金曜日の午後、無事滞りなく会議を終えた須賀君が、終わったその足で興奮気味に総務課にやってきては、私と未来君をつかまえるなり、何度も感謝の言葉を口にする。

『私はほとんど何もしてないよ、お礼を言うなら未来君にでしょ』

自分自身はお礼を言われるほどのことをした覚えも無く、堪らず隣にいる未来君に視線を投げた。

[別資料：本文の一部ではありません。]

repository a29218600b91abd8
//! Keyed HMAC over token material.

use async_trait::async_trait;
use mockall::automock;
use thiserror::Error;

#[derive(Debug, Error)]
pub enum TokenVerifierError {
    #[error("http error: {0}")]
    Http(#[from] reqwest::Error),

    #[error("unexpected response from key service: {0}")]
    UnexpectedResponse(String),
}

/// Produces and checks verifiers for API token material.
///
/// The key never leaves the implementation, so a leaked `api_tokens` table
/// cannot be used to mint or check tokens offline.
#[automock]
#[async_trait]
pub trait TokenVerifier: Send + Sync {
    /// Computes the opaque verifier string stored alongside a token.
    async fn sign(&self, input: &[u8]) -> Result<String, TokenVerifierError>;

    /// Returns `Ok(false)` when `verifier` does not match `input`.
    async fn verify(&self, input: &[u8], verifier: &str) -> Result<bool, TokenVerifierError>;
}
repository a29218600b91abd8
//! `token` subcommands

use clap::{Args, Subcommand};

mod create;
mod list;
mod revoke;

/// Manage API bearer tokens
#[derive(Debug, Args)]
pub(crate) struct TokenCommand {
    #[command(subcommand)]
    action: TokenAction,
}

#[derive(Debug, Subcommand)]
enum TokenAction {
    /// Issue a token for a user; the plaintext is printed once
    Create(create::CreateTokenArgs),

    /// Show a user's tokens without their secrets
    List(list::ListTokensArgs),

    /// Revoke a token by its UUID
    Revoke(revoke::RevokeTokenArgs),
}

pub(crate) async fn run(command: TokenCommand) -> Result<(), String> {
    match command.action {
        TokenAction::Create(args) => create::run(args).await,
        TokenAction::List(args) => list::run(args).await,
        TokenAction::Revoke(args) => revoke::run(args).await,
    }
}
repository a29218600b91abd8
//! Authentication

pub(crate) mod middleware;
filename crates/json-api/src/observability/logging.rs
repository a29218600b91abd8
//! Subscriber setup.

use opentelemetry::trace::TracerProvider as _;
use opentelemetry_sdk::trace::SdkTracerProvider;
use tracing_subscriber::{
    EnvFilter, Registry,
    layer::{Layer, SubscriberExt},
    util::SubscriberInitExt,
};

use crate::config::{LogFormat, ServerConfig};

use super::ObservabilityError;

/// Crates whose `info` output drowns request logs.
const QUIET_TARGETS: &str = "h2=warn,hyper=warn,tower=warn,tonic=warn,opentelemetry=warn,sqlx=warn";

pub(super) fn init_subscriber(
    config: &ServerConfig,
    tracer_provider: Option<&SdkTracerProvider>,
) -> Result<(), ObservabilityError> {
    let filter = env_filter(&config.logging.log_level);
    let tracer = tracer_provider.map(|provider| {
        provider.tracer(config.observability.otel_service_name.clone())
    });

    match config.logging.log_format {
        LogFormat::Compact => install(
            tracing_subscriber::fmt::layer()
                .compact()
                .with_target(true)
                .with_file(true)
                .with_line_number(true),
            filter,
            tracer,
        ),
        LogFormat::Json => install(
            tracing_subscriber::fmt::layer()
                .json()
                .with_current_span(true)
                .with_span_list(true)
                .with_target(true),
            filter,
            tracer,
        ),
    }
}

fn env_filter(default_level: &str) -> EnvFilter {
    EnvFilter::try_from_default_env()
        .unwrap_or_else(|_| EnvFilter::new(format!("{default_level},{QUIET_TARGETS}")))
}

fn install<L, T>(fmt_layer: L, filter: EnvFilter, tracer: Option<T>) -> Result<(), ObservabilityError>
where
    L: Layer<Registry> + Send + Sync + 'static,
    T: opentelemetry::trace::Tracer + Send + Sync + 'static,
    T::Span: Send + Sync,
{
    let subscriber = tracing_subscriber::registry().with(fmt_layer).with(filter);

    match tracer {
        Some(tracer) => subscriber
            .with(tracing_opentelemetry::layer().with_tracer(tracer))
            .try_init()?,
        None => subscriber.try_init()?,
    }

    Ok(())
}

#[cfg(test)]
mod tests {
    use super::*;

    #[test]
    fn fallback_filter_keeps_level_and_quiets_transport_crates() {
        let filter = EnvFilter::new(format!("debug,{QUIET_TARGETS}")).to_string();

        assert!(filter.contains("debug"), "level directive missing: {filter}");
        assert!(filter.contains("hyper=warn"), "hyper directive missing: {filter}");
    }
}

『もちろん功労者の主役は、未来君だよな!いや、君マジで凄いよ。営業の才能もあるんじゃないか。1年目であの洞察力、事務職だけに収まっておくのはもったいない』
『と、とんでもないです!違いますよ。僕が凄いんじゃないです。この資料は僕一人じゃなくて、朱音さんや関さん、それに同期の子にも手伝ってもらったので』
『え、そうなの?』
『あの…須賀さん。実は昨日の朝…僕、』
『なんだ。騒がしい奴がいるかと思ったら、須賀か』

未来君の言葉を遮るように、隣の島と仕切られたパーテーション脇から、離席中だった関君が現れた。

関君は、今始めて須賀君に気づいた風に入ってきたけれど、彼の高身長はパーテーションの向こう側からでも頭が少し覗いていただろうから、きっと事前に分かっていたに違いなかった。